Since 2019, de Pulford has emerged as an adviser to democracy activists in Hong Kong and to British MPs who are critical of the CCP. This has been noticed by Chinese leadership and, along with Mike Pompeo and Tsai Ing-Wen, de Pulford was one of seven people cited by the Hong Kong authorities as evidence democracy campaigner Jimmy Lai was colluding with foreign forces.

As a result of his Hong Kong pro-democracy campaigning, officials in the Foreign Office have warned de Pulford (along with other campaigners, including Bill Browder and other British MPs) of the risk of extradition when travelling. The warning followed de Pulford's name appearing in court documents relating to the arrest of Andy Li. Since his arrest, IPAC have campaigned for Li's release, with de Pulford arguing that the arrest was part of China's attempt to make an example of activists.

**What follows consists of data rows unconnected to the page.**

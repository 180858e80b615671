use std::io;
use std::path::{Path, PathBuf};

use crate::commands::HelpEntry;
use crate::config::Settings;
use crate::console::Console;
use crate::error::{PathError, Result, ShellError};
use crate::fs::{EntryKind, FileSystem};
use crate::path::{self, WildcardPolicy};

/// Interpreter session state: the working directory, the home directory and
/// the filesystem every path is checked against.
///
/// The working directory is only ever replaced whole, by [`Session::change_dir`].
pub struct Session {
    cwd: PathBuf,
    home: PathBuf,
    fs: Box<dyn FileSystem>,
}

impl Session {
    /// `cwd` and `home` must be absolute.
    pub fn new(cwd: impl Into<PathBuf>, home: impl Into<PathBuf>, fs: Box<dyn FileSystem>) -> Self {
        Self {
            cwd: path::resolve::normalize(&cwd.into()),
            home: path::resolve::normalize(&home.into()),
            fs,
        }
    }

    /// Session rooted at the process's current directory and `$HOME`, on the
    /// real filesystem.
    pub fn from_env() -> io::Result<Self> {
        let cwd = std::env::current_dir()?;
        let home = match shellexpand::tilde("~") {
            expanded if expanded != "~" => PathBuf::from(expanded.as_ref()),
            _ => cwd.clone(),
        };
        Ok(Self::new(cwd, home, Box::new(crate::fs::OsFileSystem)))
    }

    pub fn cwd(&self) -> &Path {
        &self.cwd
    }

    pub fn home(&self) -> &Path {
        &self.home
    }

    pub fn fs(&self) -> &dyn FileSystem {
        self.fs.as_ref()
    }

    /// Resolve a Singleton argument against the current working directory.
    pub fn resolve(&self, raw: &str) -> PathBuf {
        path::resolve(raw, &self.cwd, &self.home)
    }

    /// Expand a Wildcard argument against the current working directory.
    pub fn expand(&self, raw: &str, policy: WildcardPolicy) -> std::result::Result<Vec<PathBuf>, PathError> {
        path::expand(raw, &self.cwd, &self.home, self.fs.as_ref(), policy)
    }

    /// Switch the working directory to `target`.
    ///
    /// Either `target` is an existing directory and becomes the new working
    /// directory, or an error is returned and the old value is kept.
    pub fn change_dir(&mut self, target: &Path) -> Result<()> {
        let target = path::resolve::normalize(&self.cwd.join(target));
        match self.fs.stat(&target) {
            EntryKind::Dir => {
                log::debug!("cd {} -> {}", self.cwd.display(), target.display());
                self.cwd = target;
                Ok(())
            }
            EntryKind::File => Err(ShellError::execution(format!(
                "cd: {}: Not a directory",
                target.display()
            ))),
            EntryKind::Missing => Err(ShellError::execution(format!(
                "cd: {}: No such file or directory",
                target.display()
            ))),
        }
    }
}

impl std::fmt::Debug for Session {
    fn fmt(&self, f: &mut std::fmt::Formatter<'_>) -> std::fmt::Result {
        f.debug_struct("Session")
            .field("cwd", &self.cwd)
            .field("home", &self.home)
            .finish_non_exhaustive()
    }
}

/// Everything a command may touch while it runs.
pub struct CommandContext<'a> {
    pub session: &'a mut Session,
    pub console: &'a mut dyn Console,
    /// Help metadata for every enabled command, sorted by name.
    pub catalogue: &'a [HelpEntry],
    pub settings: &'a Settings,
}

impl CommandContext<'_> {
    pub fn fs(&self) -> &dyn FileSystem {
        self.session.fs()
    }
}
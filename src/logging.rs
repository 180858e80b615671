use log::LevelFilter;
use simplelog::{ConfigBuilder, WriteLogger};

/// Install a file logger writing to ~/.local/share/fsh/fsh.log.
/// Best-effort: failures are silently ignored (logging must never block the shell).
pub fn init(level: &str) {
    let filter = parse_level(level);
    if filter == LevelFilter::Off {
        return;
    }
    let Some(home) = std::env::var_os("HOME") else {
        return;
    };
    let log_dir = std::path::Path::new(&home).join(".local/share/fsh");
    let _ = std::fs::create_dir_all(&log_dir);

    let Ok(file) = std::fs::OpenOptions::new()
        .create(true)
        .append(true)
        .open(log_dir.join("fsh.log"))
    else {
        return;
    };

    let config = ConfigBuilder::new().set_time_format_rfc3339().build();
    let _ = WriteLogger::init(filter, config, file);
}

/// Map a config level name to a filter; unknown names fall back to `info`.
pub fn parse_level(level: &str) -> LevelFilter {
    match level.trim().to_ascii_lowercase().as_str() {
        "off" => LevelFilter::Off,
        "error" => LevelFilter::Error,
        "warn" | "warning" => LevelFilter::Warn,
        "debug" => LevelFilter::Debug,
        "trace" => LevelFilter::Trace,
        _ => LevelFilter::Info,
    }
}

/// Compact single-line form of an input line for log records.
pub fn oneline(text: &str) -> String {
    let flat = text.replace('\n', "; ");
    flat.chars().take(200).collect()
}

He formed the Coalition for Genocide response in the Houses of Parliament with Lord Alton and Gregory Stanton to maintain pressure on the Johnson government to prevent and punish mass atrocities against ethnic and religious groups. The coalition served at the vehicle for the "Genocide Amendment" which he drafted with Lord Alton in 2020, running the campaign to attach it to the 2020 Trade Bill in both the House of Lords and House of Commons. The reform would give UK judges the ability to rule whether there is evidence of genocide in another nation, thence negating a trade agreement. This passed the House of Lords by a majority of 126 votes on 7 December 2020 and was narrowly defeated in the House of Commons on 19 January 2021. He was made a fellow of Hong Kong Watch in February 2020. De Pulford began a campaign in 2020 with Nathan Law to prosecute British officers serving with the Hong Kong Police Force found to have committed acts of torture during the 2019–20 Hong Kong protests.

===Launch of IPAC===
In early 2020, de Pulford established the Inter-Parliamentary Alliance on China, described variously as a "nuisance alliance" by official news organisations of China and as a coalition "for fundamental liberties and the integrity of the international order." The alliance is substantially transatlantic with support from conservative and progressive lawmakers concerned, not only with mistreatment of Uyghur minorities, but also with China's influence on democracies around the world. By 2021 he was known to be the executive director of the organisation, which held its first global summit in Rome, followed by a 2022 meeting in Washington. With that platform, de Pulford has continued to pressure institutions who appear to be in the thrall of China, including the BBC.

==Personal==
De Pulford currently lives in London. In 2020 he was awarded the Bene Merenti medal by Pope Francis for his contribution to the anti-slavery movement.